*** Records provided ***

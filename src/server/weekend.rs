use std::sync::Arc;

use axum::{
    Json,
    extract::{Path, State},
    response::IntoResponse,
};

use crate::auth::{RequireAdmin, RequireAuth};
use crate::server::AppState;
use crate::server::dto::{WeekendDefaultRequest, WeekendOverrideRequest};
use crate::server::response::{ApiError, ApiResponse};
use crate::server::validation::{
    parse_day, parse_scope, parse_weekend_day, validate_class_info,
};

pub async fn get_lab_weekend(
    _auth: RequireAuth,
    State(state): State<Arc<AppState>>,
    Path(id): Path<i64>,
) -> impl IntoResponse {
    let config = state.timetable.weekend_config(id)?;
    Ok::<_, ApiError>(Json(ApiResponse::success(config)))
}

pub async fn get_global_weekend(
    _auth: RequireAuth,
    State(state): State<Arc<AppState>>,
) -> impl IntoResponse {
    let defaults = state.timetable.global_weekend_defaults()?;
    Ok::<_, ApiError>(Json(ApiResponse::success(defaults)))
}

pub async fn set_default(
    _admin: RequireAdmin,
    State(state): State<Arc<AppState>>,
    Json(req): Json<WeekendDefaultRequest>,
) -> impl IntoResponse {
    let day = parse_weekend_day(&req.day)?;
    validate_class_info(req.text.as_deref())?;
    let scope = parse_scope(req.lab_id.as_ref())?;

    let default = state
        .timetable
        .set_weekend_default(scope, day, req.text.as_deref())?;
    Ok::<_, ApiError>(Json(ApiResponse::success(default)))
}

pub async fn set_override(
    admin: RequireAdmin,
    State(state): State<Arc<AppState>>,
    Json(req): Json<WeekendOverrideRequest>,
) -> impl IntoResponse {
    let day = parse_weekend_day(&req.day)?;
    let source = req.source_day.as_deref().map(parse_day).transpose()?;

    let update = state
        .timetable
        .set_weekend_override(req.lab_id, day, source, Some(admin.user.id))?;
    Ok::<_, ApiError>(Json(ApiResponse::success(update)))
}
use super::credentials::load_credentials;
use super::http_client::ApiClient;
use crate::server::dto::{
    BookingRequest, ReleaseRequest, SlotStatusRequest, SlotStatusResponse, TimetableResponse,
};
use crate::timetable::SlotView;
use crate::types::{Booking, Day, EffectiveStatus, Lab, PERIODS_PER_DAY};

const CELL_WIDTH: usize = 16;

fn client() -> anyhow::Result<ApiClient> {
    ApiClient::new(&load_credentials()?)
}

fn truncate(s: &str, max: usize) -> String {
    if s.chars().count() <= max {
        s.to_string()
    } else {
        let mut out: String = s.chars().take(max.saturating_sub(1)).collect();
        out.push('…');
        out
    }
}

fn cell(view: &SlotView) -> String {
    let label = match view.status {
        EffectiveStatus::Free => "free".to_string(),
        EffectiveStatus::Regular => {
            format!("R {}", view.class_info.as_deref().unwrap_or("regular"))
        }
        EffectiveStatus::Booked => format!(
            "B {}",
            view.faculty_name
                .as_deref()
                .or(view.class_info.as_deref())
                .unwrap_or("booked")
        ),
    };
    truncate(&format!("#{} {}", view.id, label), CELL_WIDTH)
}

/// Renders the week as a period by day grid, today's column first.
fn render_grid(timetable: &TimetableResponse) -> String {
    let mut days: Vec<(Day, chrono::NaiveDate)> = Day::ALL
        .into_iter()
        .filter_map(|day| {
            timetable
                .slots
                .iter()
                .find(|s| s.day == day)
                .map(|s| (day, s.date))
        })
        .collect();
    days.sort_by_key(|(_, date)| *date);

    let mut out = String::new();
    out.push_str(&format!("{:<4}", ""));
    for (day, date) in &days {
        let header = format!("{} {}", &day.as_str()[..3], date.format("%d %b"));
        out.push_str(&format!(" {header:<CELL_WIDTH$}"));
    }
    out.push('\n');

    for period in 1..=PERIODS_PER_DAY {
        out.push_str(&format!("{:<4}", format!("P{period}")));
        for (day, _) in &days {
            let text = timetable
                .slots
                .iter()
                .find(|s| s.day == *day && s.period == period)
                .map(cell)
                .unwrap_or_default();
            out.push_str(&format!(" {text:<CELL_WIDTH$}"));
        }
        out.push('\n');
    }
    out
}

pub fn run_labs() -> anyhow::Result<()> {
    let labs: Vec<Lab> = client()?.get("/labs")?;

    println!();
    if labs.is_empty() {
        println!("No labs.");
    }
    for lab in labs {
        println!("  {:>3}  {}", lab.id, lab.name);
    }
    println!();
    Ok(())
}

pub fn run_timetable(lab_id: i64, json: bool) -> anyhow::Result<()> {
    let timetable: TimetableResponse = client()?.get(&format!("/labs/{lab_id}/timetable"))?;

    if json {
        println!("{}", serde_json::to_string_pretty(&timetable.slots)?);
        return Ok(());
    }

    println!();
    println!(
        "{} (week starting {})",
        timetable.lab.name, timetable.week_start
    );
    println!();
    print!("{}", render_grid(&timetable));
    println!();
    Ok(())
}

pub fn run_book(slot_id: i64, date: String, class_info: Option<String>) -> anyhow::Result<()> {
    let booking: Booking = client()?.post(
        "/bookings",
        &BookingRequest {
            slot_id,
            date,
            class_info,
        },
    )?;

    println!();
    println!("Booked slot {} on {}.", booking.slot_id, booking.date);
    println!();
    Ok(())
}

pub fn run_release(slot_id: i64, date: String) -> anyhow::Result<()> {
    let booking: Booking = client()?.post("/bookings/release", &ReleaseRequest { slot_id, date })?;

    println!();
    println!("Released slot {} on {}.", booking.slot_id, booking.date);
    println!();
    Ok(())
}

pub fn run_block(slot_id: i64, status: String, class_info: Option<String>) -> anyhow::Result<()> {
    let resp: SlotStatusResponse = client()?.put(
        &format!("/slots/{slot_id}/status"),
        &SlotStatusRequest { status, class_info },
    )?;

    println!();
    println!(
        "{} period {} is now {}.",
        resp.slot.day, resp.slot.period, resp.slot.status
    );
    if resp.evicted_bookings > 0 {
        println!("{} booking(s) were cancelled.", resp.evicted_bookings);
    }
    println!();
    Ok(())
}

#[cfg(test)]
mod tests {
    use super::*;
    use chrono::{NaiveDate, Utc};

    fn view(id: i64, day: Day, period: u8, date: NaiveDate, status: EffectiveStatus) -> SlotView {
        SlotView {
            id,
            lab_id: 1,
            day,
            period,
            date,
            status,
            class_info: None,
            faculty_id: None,
            faculty_name: None,
        }
    }

    #[test]
    fn test_truncate() {
        assert_eq!(truncate("short", 10), "short");
        assert_eq!(truncate("a much longer text", 6), "a muc…");
    }

    #[test]
    fn test_grid_starts_with_today() {
        let wed = NaiveDate::from_ymd_opt(2026, 10, 21).unwrap();
        let mon = NaiveDate::from_ymd_opt(2026, 10, 26).unwrap();
        let mut booked = view(2, Day::Wednesday, 1, wed, EffectiveStatus::Booked);
        booked.faculty_name = Some("Grace".into());
        let timetable = TimetableResponse {
            lab: Lab {
                id: 1,
                name: "Lab 1".into(),
                created_at: Utc::now(),
            },
            week_start: wed,
            slots: vec![view(1, Day::Monday, 1, mon, EffectiveStatus::Free), booked],
        };

        let grid = render_grid(&timetable);
        let header = grid.lines().next().unwrap();
        assert!(header.find("Wed").unwrap() < header.find("Mon").unwrap());
        assert!(grid.contains("#2 B Grace"));
        assert!(grid.contains("#1 free"));
        assert_eq!(grid.lines().count(), 1 + usize::from(PERIODS_PER_DAY));
    }
}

*** End of Records provided ***

• **The problem**: Look through the data above and return exactly the lines from the one that contains "const CELL_WIDTH: usize = 16;" to the one that contains "fn render_grid(timetable: &TimetableResponse)", inclusive, with nothing else.

• **Task output**:
const CELL_WIDTH: usize = 16;

fn client() -> anyhow::Result<ApiClient> {
    ApiClient::new(&load_credentials()?)
}

fn truncate(s: &str, max: usize) -> String {
    if s.chars().count() <= max {
        s.to_string()
    } else {
        let mut out: String = s.chars().take(max.saturating_sub(1)).collect();
        out.push('…');
        out
    }
}

fn cell(view: &SlotView) -> String {
    let label = match view.status {
        EffectiveStatus::Free => "free".to_string(),
        EffectiveStatus::Regular => {
            format!("R {}", view.class_info.as_deref().unwrap_or("regular"))
        }
        EffectiveStatus::Booked => format!(
            "B {}",
            view.faculty_name
                .as_deref()
                .or(view.class_info.as_deref())
                .unwrap_or("booked")
        ),
    };
    truncate(&format!("#{} {}", view.id, label), CELL_WIDTH)
}

/// Renders the week as a period by day grid, today's column first.
fn render_grid(timetable: &TimetableResponse) -> String {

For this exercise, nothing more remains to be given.